Okay. I'll admit it – and I haven't even told my husband this – I was looking for love. I wanted to be wooed, wowed, fall in love.
My first was a red Fiat Bambino called 'Broom, Broom' – christened for her spluttering engine sounds and the sawn-off brush handle supporting the ceiling.
Then came Sylvester, a blue Fiat. There was no going back with Sylvester – I drove without reverse for six months . . .
Gulliver was next – an apple-green Mazda with floaty suspension. It was like driving a trampoline.
After that a string of nameless cars, without charisma or personality.
So when an accident wrote off my Honda Stream, it was time for . . . well, love. I have a bad back so the first criteria was comfort. Yes I was thinking cheap . . . but luxurious.
A friend recommended getting a Saab and after several missed chances, one day we saw an ad for a black Saab 9-5, diesel automatic, low mileage, low price, NCT-ed, taxed. It had a dent in the boot. Its Polish owner, who spoke little English, explained in gestures that children had jumped on it.

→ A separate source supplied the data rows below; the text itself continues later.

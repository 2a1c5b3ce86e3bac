// dkim-parse – extraction and verification of DKIM signatures
// Copyright © 2022–2023 David Bürgin <dbuergin@gluet.ch>
//
// This program is free software: you can redistribute it and/or modify it under
// the terms of the GNU General Public License as published by the Free Software
// Foundation, either version 3 of the License, or (at your option) any later
// version.
//
// This program is distributed in the hope that it will be useful, but WITHOUT
// ANY WARRANTY; without even the implied warranty of MERCHANTABILITY or FITNESS
// FOR A PARTICULAR PURPOSE. See the GNU General Public License for more
// details.
//
// You should have received a copy of the GNU General Public License along with
// this program. If not, see <https://www.gnu.org/licenses/>.

use std::{
    error::Error,
    fmt::{self, Display, Formatter},
    hash::{Hash, Hasher},
};

#[derive(Clone, Copy, Debug, Eq, PartialEq)]
pub struct ParseDomainError;

impl Display for ParseDomainError {
    fn fmt(&self, f: &mut Formatter<'_>) -> fmt::Result {
        write!(f, "could not parse domain name")
    }
}

impl Error for ParseDomainError {}

/// A domain name, as used in the d= tag.
///
/// The name is kept as given; an A-label form is computed once on construction
/// and is what equality and DNS queries use.
#[derive(Clone, Eq)]
pub struct DomainName {
    name: Box<str>,
    ascii: Box<str>,
}

impl DomainName {
    pub fn new(s: &str) -> Result<Self, ParseDomainError> {
        let ascii = to_ascii_name(s).ok_or(ParseDomainError)?;

        if !is_valid_dns_name(&ascii) {
            return Err(ParseDomainError);
        }

        Ok(Self {
            name: s.into(),
            ascii: ascii.into(),
        })
    }

    /// Returns the A-label (ASCII) form of this domain name.
    pub fn to_ascii(&self) -> &str {
        &self.ascii
    }

    pub fn eq_or_subdomain_of(&self, other: &DomainName) -> bool {
        let name = &self.ascii;
        let other = &other.ascii;

        if name.eq_ignore_ascii_case(other) {
            return true;
        }

        name.len() > other.len() && {
            let len = name.len() - other.len();
            matches!(name.get(len..), Some(s) if s.eq_ignore_ascii_case(other))
                && matches!(name.get(..len), Some(s) if s.ends_with('.'))
        }
    }
}

impl Display for DomainName {
    fn fmt(&self, f: &mut Formatter<'_>) -> fmt::Result {
        f.write_str(&self.name)
    }
}

impl fmt::Debug for DomainName {
    fn fmt(&self, f: &mut Formatter<'_>) -> fmt::Result {
        write!(f, "{:?}", &self.name)
    }
}

impl AsRef<str> for DomainName {
    fn as_ref(&self) -> &str {
        &self.name
    }
}

impl PartialEq for DomainName {
    fn eq(&self, other: &Self) -> bool {
        self.ascii.eq_ignore_ascii_case(&other.ascii)
    }
}

impl Hash for DomainName {
    fn hash<H: Hasher>(&self, state: &mut H) {
        self.ascii.to_ascii_lowercase().hash(state);
    }
}

/// A selector, as used in the s= tag.
#[derive(Clone, Eq)]
pub struct Selector {
    name: Box<str>,
    ascii: Box<str>,
}

impl Selector {
    pub fn new(s: &str) -> Result<Self, ParseDomainError> {
        let ascii = to_ascii_name(s).ok_or(ParseDomainError)?;

        // lenient: selectors such as "dkim_2023" are common in the wild
        if !ascii.split('.').all(|l| is_label(l, true)) {
            return Err(ParseDomainError);
        }

        Ok(Self {
            name: s.into(),
            ascii: ascii.into(),
        })
    }

    pub fn to_ascii(&self) -> &str {
        &self.ascii
    }
}

impl Display for Selector {
    fn fmt(&self, f: &mut Formatter<'_>) -> fmt::Result {
        f.write_str(&self.name)
    }
}

impl fmt::Debug for Selector {
    fn fmt(&self, f: &mut Formatter<'_>) -> fmt::Result {
        write!(f, "{:?}", &self.name)
    }
}

impl AsRef<str> for Selector {
    fn as_ref(&self) -> &str {
        &self.name
    }
}

impl PartialEq for Selector {
    fn eq(&self, other: &Self) -> bool {
        self.ascii.eq_ignore_ascii_case(&other.ascii)
    }
}

impl Hash for Selector {
    fn hash<H: Hasher>(&self, state: &mut H) {
        self.ascii.to_ascii_lowercase().hash(state);
    }
}

/// An agent or user identifier, as used in the i= tag.
#[derive(Clone, Debug, Eq, PartialEq)]
pub struct Identity {
    // [ Local-part ] "@" domain-name
    pub local_part: Option<Box<str>>,
    pub domain_part: DomainName,
}

impl Identity {
    pub fn new(s: &str) -> Result<Self, ParseDomainError> {
        let (local_part, domain) = s.rsplit_once('@').ok_or(ParseDomainError)?;

        let local_part = if local_part.is_empty() {
            None
        } else if is_local_part(local_part) {
            Some(local_part.into())
        } else {
            return Err(ParseDomainError);
        };

        let domain_part = DomainName::new(domain)?;

        Ok(Self {
            local_part,
            domain_part,
        })
    }

    pub fn from_domain(domain_part: DomainName) -> Self {
        Self {
            local_part: None,
            domain_part,
        }
    }
}

impl Display for Identity {
    fn fmt(&self, f: &mut Formatter<'_>) -> fmt::Result {
        if let Some(local_part) = &self.local_part {
            f.write_str(local_part)?;
        }
        write!(f, "@{}", self.domain_part)
    }
}

fn to_ascii_name(s: &str) -> Option<String> {
    if s.is_empty() || s.ends_with('.') {
        return None;
    }
    idna::domain_to_ascii(s).ok()
}

fn is_valid_dns_name(s: &str) -> bool {
    if !matches!(s.len(), 1..=253) {
        return false;
    }

    let mut labels = s.rsplit('.');

    // the top-level label must not be all-numeric, and a bare TLD is not enough
    let tld_ok = matches!(
        labels.next(),
        Some(tld) if is_label(tld, false) && !tld.chars().all(|c| c.is_ascii_digit())
    );
    let mut labels = labels.peekable();

    tld_ok && labels.peek().is_some() && labels.all(|l| is_label(l, false))
}

fn is_label(s: &str, allow_underscore: bool) -> bool {
    matches!(s.len(), 1..=63)
        && !s.starts_with('-')
        && !s.ends_with('-')
        && s.chars()
            .all(|c| c.is_ascii_alphanumeric() || c == '-' || (allow_underscore && c == '_'))
}

// RFC 5321, section 4.1.2, with the internationalisation of RFC 6531.
fn is_local_part(s: &str) -> bool {
    if s.len() > 64 {
        return false;
    }

    if let Some(quoted) = s.strip_prefix('"').and_then(|s| s.strip_suffix('"')) {
        is_quoted_content(quoted)
    } else {
        is_dot_string(s)
    }
}

fn is_quoted_content(s: &str) -> bool {
    let mut escaped = false;
    for c in s.chars() {
        if escaped {
            if !(c == ' ' || c.is_ascii_graphic()) {
                return false;
            }
            escaped = false;
        } else if c == '\\' {
            escaped = true;
        } else if !(c == ' ' || (c.is_ascii_graphic() && c != '"') || !c.is_ascii()) {
            return false;
        }
    }
    !escaped
}

fn is_dot_string(s: &str) -> bool {
    fn is_atext(c: char) -> bool {
        c.is_ascii_alphanumeric()
            || matches!(
                c,
                '!' | '#' | '$' | '%' | '&' | '\'' | '*' | '+' | '-' | '/' | '=' | '?' | '^' | '_'
                | '`' | '{' | '|' | '}' | '~'
            )
            || !c.is_ascii()
    }

    !s.is_empty() && s.split('.').all(|atom| !atom.is_empty() && atom.chars().all(is_atext))
}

On the test drive I sank into the plush black leather seat. "How many kilometres do you get to the litre of diesel?" I shouted to the owner. "One hundred, thirty thousand kilometres," he answered. "No the mileage to the litre?"
He said "Yes". I gave up.
Afterwards, love was in the air. We offered €600 less than the asking price, and having considered the offer for five seconds, he accepted. We were the proud Saab owners.
The "awakening" began quickly after. Charlie our mechanic, explained that there was a "lot of funny stuff underneath".
"Well things repaired with sticky tape." Charlie's list included four new tyres (kerching), brake pads (kerching), bushings, (kerching, kerching).
By now my husband and I were laughing helplessly like the condemned.
Days after our 'final' visit to the garage, the driver window popped out of its holder. "I'll get you a price . . ." "No!" I would avoid using the window – how difficult could that be? Very, as it turned out. Only the next day, my son hit the button and the window was down – and out – again.
Finally the car was fixed. As I purred along the motorway, I noticed an ominous "engine malfunction" light on the dash. We booked in 'Black Sabbath' (the name that has, alas, stuck) for a diagnostics session. It was fixed – no charge (apart from the diagnostics), but there were a few more jobs that needed to be addressed fairly urgently . . . (kerching, kerching).
We have now spent €1,500 and Black Sabbath is restored. Were we mad to buy him?
"Yes," says my husband emphatically. I'm not so sure. There's still the matter of love.
I decided to ask Conor Faughnan at AA Ireland. His gentle voice was all sympathy. "There is a real tendency to fall in love with a car on sight. It's a fact of life."
But his advice was clear: when buying a used car, get it checked out professionally, or at least bring someone along who can give an impartial assessment.
Ask the right questions, and watch out for 'clocking' (doctoring the mileage).
But you can get good value used cars, he said, especially as depreciation is so front-loaded at 30pc in the first year.
Hindsight is wonderful. It's like looking in the rear-view mirror.
Otherwise, love comes at a price – be ready to pay it.